When blue angelfish are young, their bodies are dark, with several vertical bright blue stripes on their sides. As they get older, their color changes to a golden yellow, and the bright blue stripes disappear. Mature blue angelfish have blue accents on their fins, above their eyes, and along their gills. These fish do not have any markings or other indicators to show if the fish is a male or a female, and even people that are very experienced with these fish usually cannot distinguish between the sexes.

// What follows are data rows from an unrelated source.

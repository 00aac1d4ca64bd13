//! Explicit confirmation for destructive operations.
//!
//! A caller asks the gate for confirmation and gets a token back. Resolving
//! that token with [`Decision::Confirmed`] yields a [`Confirmed`] value, which
//! is the only way to call the destructive store operations.

use uuid::Uuid;

/// Something that needs the operator's assent before it runs.
pub trait ConfirmationRequest {
    fn prompt(&self) -> String;
}

#[derive(Debug, Clone, PartialEq, Eq)]
pub struct DeleteCategory {
    pub name: String,
}

impl ConfirmationRequest for DeleteCategory {
    fn prompt(&self) -> String {
        format!("Delete category {}?", self.name)
    }
}

#[derive(Debug, Clone, PartialEq, Eq)]
pub struct DeleteItems {
    pub category: String,
    pub items: Vec<String>,
}

impl ConfirmationRequest for DeleteItems {
    fn prompt(&self) -> String {
        format!(
            "Delete selected items from {}? ({})",
            self.category,
            self.items.join(", ")
        )
    }
}

#[derive(Debug, Clone, Copy, PartialEq, Eq, Hash)]
pub struct ConfirmationToken(Uuid);

#[derive(Debug, Clone, Copy, PartialEq, Eq)]
pub enum Decision {
    Confirmed,
    Cancelled,
}

/// Proof that a request went through the gate and was confirmed.
#[derive(Debug)]
pub struct Confirmed<R>(R);

impl<R> Confirmed<R> {
    pub fn request(&self) -> &R {
        &self.0
    }

    pub fn into_request(self) -> R {
        self.0
    }
}

#[derive(Debug)]
pub enum Resolution<R> {
    Confirmed(Confirmed<R>),
    Cancelled,
    /// The token does not match the pending request.
    Stale,
}

#[derive(Debug)]
enum GateState<R> {
    Idle,
    Pending {
        token: ConfirmationToken,
        request: R,
    },
}

/// One gate per kind of destructive action.
#[derive(Debug)]
pub struct ConfirmationGate<R> {
    state: GateState<R>,
}

impl<R> Default for ConfirmationGate<R> {
    fn default() -> Self {
        Self {
            state: GateState::Idle,
        }
    }
}

impl<R: ConfirmationRequest> ConfirmationGate<R> {
    pub fn new() -> Self {
        Self::default()
    }

    /// Moves to pending confirmation. A request already pending is dropped
    /// and its token goes stale.
    pub fn request(&mut self, request: R) -> ConfirmationToken {
        let token = ConfirmationToken(Uuid::new_v4());
        self.state = GateState::Pending { token, request };
        token
    }

    pub fn is_pending(&self) -> bool {
        matches!(self.state, GateState::Pending { .. })
    }

    pub fn pending(&self) -> Option<&R> {
        match &self.state {
            GateState::Pending { request, .. } => Some(request),
            GateState::Idle => None,
        }
    }

    pub fn prompt(&self) -> Option<String> {
        self.pending().map(ConfirmationRequest::prompt)
    }

    /// Resolves the pending request and returns the gate to idle. A stale
    /// token leaves the pending request untouched.
    pub fn resolve(&mut self, token: ConfirmationToken, decision: Decision) -> Resolution<R> {
        match &self.state {
            GateState::Pending { token: pending, .. } if *pending == token => {}
            _ => return Resolution::Stale,
        }

        match std::mem::replace(&mut self.state, GateState::Idle) {
            GateState::Pending { request, .. } => match decision {
                Decision::Confirmed => Resolution::Confirmed(Confirmed(request)),
                Decision::Cancelled => Resolution::Cancelled,
            },
            GateState::Idle => Resolution::Stale,
        }
    }
}

#[cfg(test)]
pub(crate) fn confirmed<R>(request: R) -> Confirmed<R> {
    Confirmed(request)
}
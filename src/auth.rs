//! Login gate for the admin console.
//!
//! A successful login writes a small session marker into the data
//! directory; logging out removes it. The session only counts while it
//! belongs to the currently configured admin user.

use chrono::{DateTime, Utc};
use serde::{Deserialize, Serialize};
use std::path::{Path, PathBuf};
use thiserror::Error;

use crate::config::AdminCredentials;

const SESSION_FILE: &str = "session.json";

/// Answers whether the console may run, and ends the session.
pub trait AuthGate {
    fn is_authorized(&self) -> bool;
    fn logout(&self) -> Result<(), AuthError>;
}

#[derive(Debug, Error)]
pub enum AuthError {
    #[error("Admin credentials are not configured. Set admin.username and admin.password.")]
    NotConfigured,
    #[error("Invalid credentials")]
    InvalidCredentials,
    #[error("Session file error: {0}")]
    Io(#[from] std::io::Error),
    #[error("Corrupt session file: {0}")]
    Corrupt(#[from] serde_json::Error),
}

#[derive(Debug, Clone, Serialize, Deserialize, PartialEq, Eq)]
pub struct Session {
    pub username: String,
    pub logged_in_at: DateTime<Utc>,
}

pub struct SessionAuth {
    session_path: PathBuf,
    credentials: AdminCredentials,
}

impl SessionAuth {
    pub fn new(data_dir: &Path, credentials: AdminCredentials) -> Self {
        Self {
            session_path: data_dir.join(SESSION_FILE),
            credentials,
        }
    }

    pub fn session_path(&self) -> &Path {
        &self.session_path
    }

    /// Checks the given credentials and persists a session on success.
    pub fn login(&self, username: &str, password: &str) -> Result<Session, AuthError> {
        let (Some(valid_user), Some(valid_pass)) =
            (&self.credentials.username, &self.credentials.password)
        else {
            return Err(AuthError::NotConfigured);
        };
        if username != valid_user || password != valid_pass {
            tracing::warn!(username, "rejected login");
            return Err(AuthError::InvalidCredentials);
        }

        let session = Session {
            username: username.to_string(),
            logged_in_at: Utc::now(),
        };
        if let Some(parent) = self.session_path.parent() {
            std::fs::create_dir_all(parent)?;
        }
        std::fs::write(&self.session_path, serde_json::to_vec_pretty(&session)?)?;
        tracing::info!(username, "logged in");
        Ok(session)
    }

    /// The stored session, if there is a readable one.
    pub fn current(&self) -> Option<Session> {
        let contents = std::fs::read(&self.session_path).ok()?;
        match serde_json::from_slice(&contents) {
            Ok(session) => Some(session),
            Err(e) => {
                tracing::warn!("ignoring unreadable session file: {}", e);
                None
            }
        }
    }
}

impl AuthGate for SessionAuth {
    fn is_authorized(&self) -> bool {
        match (self.current(), &self.credentials.username) {
            (Some(session), Some(username)) => &session.username == username,
            _ => false,
        }
    }

    fn logout(&self) -> Result<(), AuthError> {
        match std::fs::remove_file(&self.session_path) {
            Ok(()) => Ok(()),
            Err(e) if e.kind() == std::io::ErrorKind::NotFound => Ok(()),
            Err(e) => Err(e.into()),
        }
    }
}
use serde::{Deserialize, Serialize};
use std::fmt;

use super::category_name::CategoryName;
use crate::error::ValidationError;

/// A named stock item with its unit of measurement (e.g. "Milk", "ltr").
#[derive(Debug, Clone, Default, Serialize, Deserialize, PartialEq, Eq)]
pub struct Item {
    pub name: String,
    pub unit: String,
}

impl Item {
    pub fn new(name: impl Into<String>, unit: impl Into<String>) -> Self {
        Self {
            name: name.into(),
            unit: unit.into(),
        }
    }

    /// True when both fields still contain something after trimming.
    pub fn is_complete(&self) -> bool {
        !self.name.trim().is_empty() && !self.unit.trim().is_empty()
    }
}

impl fmt::Display for Item {
    fn fmt(&self, f: &mut fmt::Formatter<'_>) -> fmt::Result {
        write!(f, "{} ({})", self.name, self.unit)
    }
}

/// A category as held by the remote authority.
#[derive(Debug, Clone, Serialize, Deserialize, PartialEq, Eq)]
pub struct Category {
    #[serde(rename = "_id")]
    pub id: String,
    pub name: String,
    #[serde(default)]
    pub items: Vec<Item>,
}

impl Category {
    pub fn has_item(&self, name: &str) -> bool {
        self.items.iter().any(|item| item.name == name)
    }
}

impl fmt::Display for Category {
    fn fmt(&self, f: &mut fmt::Formatter<'_>) -> fmt::Result {
        writeln!(f, "{} ({} items)", self.name, self.items.len())?;
        for item in &self.items {
            writeln!(f, "  - {}", item)?;
        }
        Ok(())
    }
}

/// A validated creation request, ready to be sent to the authority.
#[derive(Debug, Clone, Serialize, PartialEq, Eq)]
pub struct NewCategory {
    pub name: CategoryName,
    pub items: Vec<Item>,
}

impl NewCategory {
    /// Checks the category against the fixed enumeration and every row for
    /// blank fields. Values are sent trimmed.
    pub fn validate(name: &str, rows: &[Item]) -> Result<Self, ValidationError> {
        if name.trim().is_empty() {
            return Err(ValidationError::IncompleteDraft);
        }
        let name: CategoryName = name
            .parse()
            .map_err(|_| ValidationError::UnknownCategory(name.trim().to_string()))?;
        if rows.is_empty() || rows.iter().any(|row| !row.is_complete()) {
            return Err(ValidationError::IncompleteDraft);
        }

        let items = rows
            .iter()
            .map(|row| Item::new(row.name.trim(), row.unit.trim()))
            .collect();
        Ok(Self { name, items })
    }
}
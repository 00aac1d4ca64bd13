//! Access to the remote catalogue authority.
//!
//! The store only talks to the authority through [`CatalogueRemote`], so the
//! HTTP client can be swapped for an in-memory one in tests.

#[cfg(test)]
pub(crate) mod fake;
mod http;

pub use http::HttpCatalogueRemote;

use async_trait::async_trait;

use crate::error::CatalogueError;
use crate::models::{Category, ImportStats, NewCategory, SpreadsheetFile};

#[async_trait]
pub trait CatalogueRemote: Send + Sync {
    /// GET `/categories`
    async fn list_categories(&self) -> Result<Vec<Category>, CatalogueError>;

    /// POST `/categories`
    async fn create_category(&self, request: &NewCategory) -> Result<Category, CatalogueError>;

    /// DELETE `/categories/{name}`
    async fn delete_category(&self, name: &str) -> Result<(), CatalogueError>;

    /// POST `/categories/{name}/delete-items`
    async fn delete_items(&self, category: &str, items: &[String]) -> Result<(), CatalogueError>;

    /// POST `/categories/excel-upload`
    async fn import_spreadsheet(
        &self,
        file: &SpreadsheetFile,
    ) -> Result<ImportStats, CatalogueError>;
}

Blue angelfish should be kept in a large aquarium, at least 100 gallons (about 378 liters), though a larger tank is preferred. These fish are bottom dwellers in their natural habitat, staying among the rocks and coral at depths of 6 to 300 feet (about 2 to 92 meters). They come from the western part of the Atlantic Ocean, mainly from along the coasts of Bermuda and Mexico. Usually, they are out swimming during daylight hours, seeking out food, but at night they hide in order to sleep. It is important that they have plenty of places to hide in an aquarium so that they feel safe.

The natural food for a blue angelfish consists mainly of sponges, but they will eat coral, sea squirts and algae as well. These fish are best kept in an aquarium free of live coral and sponges, since they will nip at these, killing or damaging them. When creating an environment for a blue angelfish, rocks and other non-living items are a better choice than coral. Blue angelfish are somewhat aggressive, especially to others of their kind, and it is best to keep only one of these fish in an aquarium setting. Keeping two or more will most likely lead to injuries and possibly even death for at least one of the fish.

All Things Nature is dedicated to providing accurate and trustworthy information. We carefully select reputable sources and employ a rigorous fact-checking process to maintain the highest standards. To learn more about our commitment to accuracy, read our editorial process.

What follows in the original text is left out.